About this period of his history, Fletcher seems to have become acquainted with the Methodists. Wesley says:—
“I have heard two very different accounts of the manner wherein he had the first notice of the people called Methodists; but I think it reasonable to prefer to any other that which I received from his own mouth. This was as follows:—
“When Mr. Hill went up to London to attend the Parliament, he took his family and Mr. Fletcher with him. While they stopped at St. Albans, he walked out into the town, and did not return till they were set out for London. A horse being left for him, he rode after, and overtook them in the evening. Mr. Hill asking him why he stayed behind, he said, ‘As I was walking, I met with a poor old woman, who talked so sweetly of Jesus Christ that I knew not how the time passed away.’ ‘I shall wonder,’ said Mrs. Hill, ‘if our tutor does not turn Methodist by-and-by.’ ‘Methodist, Madame!’ said he, ‘pray, what is that?’ She replied, ‘Why, the Methodists are a people that do nothing but pray; they are praying all day and all night.’ ‘Are they?’ said he; ‘then, by the help of God, I will find them out.’ He did find them out not long after, and was admitted into the society; and from this time, whenever he was in town, he met in Mr. Richard Edwards’s class. This he found so profitable to his soul that he lost no opportunity of meeting; and he retained a peculiar regard for Mr. Edwards till the day of his death.”[7]

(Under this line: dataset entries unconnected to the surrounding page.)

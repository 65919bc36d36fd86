//! Tracing/logging setup shared by campusgate hosts and tests.

/// Initialize process-wide logging.
///
/// Safe to call multiple times; subsequent calls are no-ops.
pub fn init() {
    tracing::init(tracing::LogFormat::from_env());
}

/// Initialize logging for tests (captured per test by the harness).
pub fn init_for_tests() {
    tracing::init_for_tests();
}

/// Subscriber configuration (filters, formats).
pub mod tracing;
//! Browser implementations of the `campusgate-auth` ports.

use wasm_bindgen::{JsCast, JsValue};
use web_sys::{CustomEvent, CustomEventInit, DomException, Event, Storage, Window};

use campusgate_auth::{
    AuthEvent, AuthEvents, CredentialStore, GateConfig, Gatekeeper, KeyValueStore,
    NavigationError, Navigator, StoreError,
};

use crate::{AUTH_STATE_CHANGED, STORAGE_CHANGED};

fn window() -> Result<Window, StoreError> {
    web_sys::window().ok_or_else(|| StoreError::Unavailable("no window object".to_string()))
}

fn js_error(err: JsValue) -> StoreError {
    StoreError::Unavailable(format!("{:?}", err))
}

/// `localStorage` or `sessionStorage`.
#[derive(Debug, Clone)]
pub struct BrowserStorage {
    storage: Storage,
}

impl BrowserStorage {
    pub fn local() -> Result<Self, StoreError> {
        let storage = window()?
            .local_storage()
            .map_err(js_error)?
            .ok_or_else(|| StoreError::Unavailable("localStorage disabled".to_string()))?;
        Ok(Self { storage })
    }

    pub fn session() -> Result<Self, StoreError> {
        let storage = window()?
            .session_storage()
            .map_err(js_error)?
            .ok_or_else(|| StoreError::Unavailable("sessionStorage disabled".to_string()))?;
        Ok(Self { storage })
    }
}

impl KeyValueStore for BrowserStorage {
    fn get_item(&self, key: &str) -> Result<Option<String>, StoreError> {
        self.storage.get_item(key).map_err(js_error)
    }

    fn set_item(&self, key: &str, value: &str) -> Result<(), StoreError> {
        self.storage.set_item(key, value).map_err(|err| {
            let quota = err
                .dyn_ref::<DomException>()
                .is_some_and(|e| e.name() == "QuotaExceededError");
            if quota {
                StoreError::QuotaExceeded(key.to_string())
            } else {
                js_error(err)
            }
        })
    }

    fn remove_item(&self, key: &str) -> Result<(), StoreError> {
        self.storage.remove_item(key).map_err(js_error)
    }

    fn clear(&self) -> Result<(), StoreError> {
        self.storage.clear().map_err(js_error)
    }
}

/// Dispatches auth changes as window events.
#[derive(Debug, Clone, Copy, Default)]
pub struct BrowserEvents;

impl BrowserEvents {
    fn dispatch(window: &Window, event: &AuthEvent) -> Result<(), JsValue> {
        let dom_event: Event = match event {
            AuthEvent::StorageChanged { .. } => Event::new(STORAGE_CHANGED)?,
            AuthEvent::AuthStateChanged { role, .. } => {
                let init = CustomEventInit::new();
                let detail = role
                    .as_ref()
                    .map_or(JsValue::NULL, |r| JsValue::from_str(r.as_str()));
                init.set_detail(&detail);
                CustomEvent::new_with_event_init_dict(AUTH_STATE_CHANGED, &init)?.into()
            }
        };
        window.dispatch_event(&dom_event).map(|_| ())
    }
}

impl AuthEvents for BrowserEvents {
    fn emit(&self, event: &AuthEvent) {
        let Some(window) = web_sys::window() else {
            return;
        };
        if let Err(err) = Self::dispatch(&window, event) {
            tracing::warn!(error = ?err, "failed to dispatch auth event");
        }
    }
}

/// Full document navigation through `window.location`.
#[derive(Debug, Clone, Copy, Default)]
pub struct BrowserNavigator;

impl Navigator for BrowserNavigator {
    fn hard_navigate(&self, path: &str) -> Result<(), NavigationError> {
        let window = web_sys::window()
            .ok_or_else(|| NavigationError("no window object".to_string()))?;
        window
            .location()
            .assign(path)
            .map_err(|err| NavigationError(format!("{:?}", err)))
    }
}

/// A [`Gatekeeper`] over the page's real storage, events and location.
pub fn browser_gatekeeper(config: GateConfig) -> Result<Gatekeeper, StoreError> {
    let store = CredentialStore::new(BrowserStorage::local()?, BrowserStorage::session()?);
    Ok(Gatekeeper::new(store, BrowserEvents, BrowserNavigator, config))
}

It was not, however, in Mr. Edwards’s class that Fletcher found peace with God. A few months after his decease, a 12 mo. pamphlet of sixty-four pages was published by his widow, entitled “A Letter to Mons. H. L. de la Fléchère, Assessor Ballival of Nyon, in the Canton of Berne, Switzerland, on the Death of his Brother, the Reverend John William de la Fléchère, Twenty-five Years Vicar of Madeley, Shropshire.” In that letter it is stated, that, “from the time he heard the Methodists, he became more and more conscious that some inward change was necessary to make him happy. He now began to ‘strive with the utmost diligence according to his light, hoping by much doing to render himself acceptable to God.’ But, one day, hearing a sermon preached by a clergyman, whose name was Green, he was convinced he did not understand the nature of saving faith. ‘Is it possible,’ said he, ‘that I who have always been accounted so religious, who have made divinity my study, and received the premium of piety (so called) from the university for my writings on divine subjects,—is it possible that I am yet so ignorant as not to know what faith is?’ But the more he examined, the more he was convinced of the momentous truth. He now became sensible of inbred sin, and sought, by the most rigorous austerities, to conquer an evil nature; but the more he strove, the more he saw and felt that all his soul was sin.”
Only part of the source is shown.